APOLONIO VILLANUEVA, Petitioner-Appellant, v. HON. SECRETARY OF PUBLIC WORKS AND COMMUNICATIONS, ET AL., Respondents-Appellees.

N. S. Decano for petitioner and Appellant.

Solicitor General for respondents and appellees.


SYLLABUS


1. PLEADING AND PRACTICE; INJUNCTION; FAILURE OF PETITIONER TO PROSECUTE FOR UNREASONABLE LENGTH OF TIME. — The failure of petitioner to take any step towards the hearing of the injunction case on its merits for one and one-half years not only shows lack of interest but also gives ground to believe that he, himself, does not believe in his alleged cause of action. On this ground alone, the case should be dismissed.

2. ID.; SPEEDY DECISION AND EARLY ENFORCEMENT OF DECISION OF SECRETARY OF PUBLIC WORKS AND COMMUNICATION. — Republic Act No. 2056 clearly contemplate speedy hearing and decision of the Secretary of Public Works and Communications regarding illegal constructions or obstructions in public navigable rivers or waterways or in communal fishing grounds so much so that to accomplish its purpose said Act prescribes a maximum period of 90 days under penalty of fine or imprisonment if the same is not complied with.


D E C I S I O N


BAUTISTA ANGELO, J.:


On April 20, 1960, petitioner filed an action for injunction before the Court of First Instance of Pangasinan seeking to restrain respondents from enforcing the decision of the Secretary of Public Works and Communications rendered on February 19, 1960 which orders the demolition of certain constructions illegally made on a portion of Pantal River, Dagupan City and praying in the meantime that a preliminary injunction be issued for that purpose. The court granted on the same date the writ of preliminary injunction prayed for.

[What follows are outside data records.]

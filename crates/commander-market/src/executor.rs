//! Ranked executor — runs a phase on the best worker that will quote.

use std::sync::Arc;

use async_trait::async_trait;
use commander_core::{
    Error, ExecutionOutcome, PhaseExecutor, PhaseRequest, QuoteAttempt, Result, ServiceInfo, Wei,
};
use parking_lot::RwLock;
use serde::{Deserialize, Serialize};
use tracing::{debug, info, warn};

use crate::feedback::FeedbackLog;
use crate::ranker::ServiceRanker;
use crate::reputation::ReputationEngine;

/// Price a worker offers for one request.
#[derive(Debug, Clone, Serialize, Deserialize)]
#[serde(rename_all = "camelCase")]
pub struct Quote {
    pub quote_id: String,
    pub service_id: String,
    pub amount: Wei,
}

/// What a worker returns after a paid request settles.
#[derive(Debug, Clone, Serialize, Deserialize)]
#[serde(rename_all = "camelCase")]
pub struct WorkerResponse {
    pub content: String,
    pub accepted_amount: Option<String>,
    pub receipt_verified: bool,
}

/// Read-only snapshot of discoverable workers.
#[async_trait]
pub trait ServiceDirectory: Send + Sync {
    async fn services(&self) -> Result<Vec<ServiceInfo>>;
}

/// Talks to one worker: quote, then pay and execute.
#[async_trait]
pub trait WorkerClient: Send + Sync {
    async fn quote(&self, service: &ServiceInfo, request: &PhaseRequest) -> Result<Quote>;

    async fn execute(
        &self,
        service: &ServiceInfo,
        quote: &Quote,
        request: &PhaseRequest,
    ) -> Result<WorkerResponse>;
}

/// [`PhaseExecutor`] that ranks discovered workers and falls through the
/// ranking until one accepts a quote.
pub struct RankedExecutor {
    directory: Arc<dyn ServiceDirectory>,
    client: Arc<dyn WorkerClient>,
    feedback: Arc<RwLock<FeedbackLog>>,
    engine: ReputationEngine,
}

impl RankedExecutor {
    pub fn new(
        directory: Arc<dyn ServiceDirectory>,
        client: Arc<dyn WorkerClient>,
        feedback: Arc<RwLock<FeedbackLog>>,
        engine: ReputationEngine,
    ) -> Self {
        Self {
            directory,
            client,
            feedback,
            engine,
        }
    }

    /// Discovered services with reputations attached from the feedback log.
    async fn candidates(&self) -> Result<Vec<ServiceInfo>> {
        let mut services = self.directory.services().await?;
        let now = chrono::Utc::now().timestamp();
        let log = self.feedback.read();
        for service in &mut services {
            service.reputation = self.engine.for_service(&log, &service.id, now);
        }
        Ok(services)
    }
}

#[async_trait]
impl PhaseExecutor for RankedExecutor {
    async fn execute(&self, request: PhaseRequest) -> Result<ExecutionOutcome> {
        let candidates = self.candidates().await?;
        let ranked = ServiceRanker::rank(&candidates, request.task_type);
        if ranked.is_empty() {
            return Err(Error::NoCandidates(format!(
                "no worker services discovered for mission {}",
                request.mission_id
            )));
        }

        let mut attempts = Vec::with_capacity(ranked.len());
        for candidate in ranked {
            let service = candidate.service;
            debug!(
                "Requesting quote from {} (score {:.3}{})",
                service.id,
                candidate.score,
                if candidate.provisional { ", provisional" } else { "" }
            );
            let quote = match self.client.quote(&service, &request).await {
                Ok(q) => q,
                Err(e) => {
                    warn!("Quote from {} failed: {}", service.id, e);
                    attempts.push(QuoteAttempt {
                        service_id: service.id.clone(),
                        ok: false,
                        error: Some(e.to_string()),
                    });
                    continue;
                }
            };
            attempts.push(QuoteAttempt {
                service_id: service.id.clone(),
                ok: true,
                error: None,
            });

            info!("Hiring {} at {} wei", service.id, quote.amount);
            let response = self.client.execute(&service, &quote, &request).await?;
            return Ok(ExecutionOutcome {
                service,
                accepted_amount: response.accepted_amount,
                content: response.content,
                receipt_verified: response.receipt_verified,
                attempts,
            });
        }

        Err(Error::NoCandidates(format!(
            "all {} candidate(s) refused to quote",
            attempts.len()
        )))
    }
}
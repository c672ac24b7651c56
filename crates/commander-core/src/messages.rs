//! Localized user-facing messages.
//!
//! A lookup table from message id × locale to a template. English is the
//! mandatory fallback; templates use `{name}` placeholders.

use serde::{Deserialize, Serialize};

/// Supported message locales.
#[derive(Debug, Clone, Copy, Default, PartialEq, Eq, Serialize, Deserialize)]
#[serde(rename_all = "lowercase")]
pub enum Locale {
    #[default]
    En,
    Zh,
}

impl Locale {
    /// Parse a locale code such as `en`, `en-US`, `zh-CN`. Unknown codes fall
    /// back to English.
    pub fn from_code(code: &str) -> Self {
        let primary = code
            .split(['-', '_'])
            .next()
            .unwrap_or_default()
            .to_ascii_lowercase();
        match primary.as_str() {
            "zh" => Locale::Zh,
            _ => Locale::En,
        }
    }
}

/// Identifier for each localized message.
#[derive(Debug, Clone, Copy, PartialEq, Eq)]
pub enum MessageId {
    /// `{count}`, `{max}`
    PhaseLimitReached,
    /// `{spent}`, `{max}`
    BudgetExhausted,
    /// `{spent}`, `{limit}`
    PhaseOverrun,
    /// `{reason}`
    Interrupted,
    /// Default cancellation reason when the signal carries none.
    CancelledByUser,
    /// Note appended to a report when execution stopped early.
    StoppedEarlyNote,
    /// `{error}`
    PhaseFailedNote,
    /// Heading for prior phase outputs in an effective goal.
    PriorContextHeading,
}

fn english(id: MessageId) -> &'static str {
    match id {
        MessageId::PhaseLimitReached => "Phase limit reached ({count}/{max}); no more agents can be hired.",
        MessageId::BudgetExhausted => "Total budget exhausted (spent {spent} of {max} wei).",
        MessageId::PhaseOverrun => "Phase spend {spent} wei exceeded the per-phase limit of {limit} wei.",
        MessageId::Interrupted => "Mission interrupted: {reason}",
        MessageId::CancelledByUser => "cancelled by user",
        MessageId::StoppedEarlyNote => "Note: execution was interrupted before all planned phases ran.",
        MessageId::PhaseFailedNote => "failed: {error}",
        MessageId::PriorContextHeading => "Context from previous phases:",
    }
}

fn chinese(id: MessageId) -> Option<&'static str> {
    let text = match id {
        MessageId::PhaseLimitReached => "已达到阶段上限（{count}/{max}），无法继续雇佣代理。",
        MessageId::BudgetExhausted => "总预算已耗尽（已花费 {spent} / {max} wei）。",
        MessageId::PhaseOverrun => "本阶段花费 {spent} wei，超出单阶段上限 {limit} wei。",
        MessageId::Interrupted => "任务已中断（interrupted）：{reason}",
        MessageId::CancelledByUser => "用户取消",
        MessageId::StoppedEarlyNote => "注意：执行在完成全部计划阶段前被中断。",
        MessageId::PhaseFailedNote => "失败：{error}",
        MessageId::PriorContextHeading => return None,
    };
    Some(text)
}

/// Template for `id` in `locale`, falling back to English.
pub fn template(id: MessageId, locale: Locale) -> &'static str {
    match locale {
        Locale::En => english(id),
        Locale::Zh => chinese(id).unwrap_or_else(|| english(id)),
    }
}

/// Render a message, substituting `{name}` placeholders.
pub fn render(id: MessageId, locale: Locale, args: &[(&str, &str)]) -> String {
    let mut text = template(id, locale).to_string();
    for (name, value) in args {
        text = text.replace(&format!("{{{name}}}"), value);
    }
    text
}

#[cfg(test)]
mod tests {
    use super::*;

    #[test]
    fn test_locale_from_code() {
        assert_eq!(Locale::from_code("zh-CN"), Locale::Zh);
        assert_eq!(Locale::from_code("ZH"), Locale::Zh);
        assert_eq!(Locale::from_code("en_US"), Locale::En);
        assert_eq!(Locale::from_code("fr"), Locale::En);
        assert_eq!(Locale::from_code(""), Locale::En);
    }

    #[test]
    fn test_render_substitutes() {
        let text = render(
            MessageId::PhaseLimitReached,
            Locale::En,
            &[("count", "6"), ("max", "6")],
        );
        assert_eq!(
            text,
            "Phase limit reached (6/6); no more agents can be hired."
        );
    }

    #[test]
    fn test_english_fallback() {
        assert_eq!(
            template(MessageId::PriorContextHeading, Locale::Zh),
            template(MessageId::PriorContextHeading, Locale::En)
        );
    }

    #[test]
    fn test_interrupted_mentions_keyword_in_every_locale() {
        for locale in [Locale::En, Locale::Zh] {
            let text = render(MessageId::Interrupted, locale, &[("reason", "x")]);
            assert!(text.to_lowercase().contains("interrupted"));
        }
    }
}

On May 9, 1960, respondents filed their answer, which was later amended by including therein a jurisdictional defense. On May 14, 1960, Arsenia O. Bacugan, Et. Al. filed a motion for leave to intervene praying that the lot on which the alleged illegal construction was made be declared to be their property, but the motion to intervene was denied. Thereupon, respondents filed a motion to dismiss upon the grounds: (1) that petitioner failed to prosecute his action for an unreasonable length of time; (2) his petition lacks sufficient cause of action; (3) the court lacks jurisdiction over the case; and (4) the venue of the case has been improperly laid. And on May 10, 1962, the court a quo issued an order dismissing the petition on the ground, among others, that petitioner has failed to prosecute his case for an unreasonable length of time thereby showing lack of interest in his own case.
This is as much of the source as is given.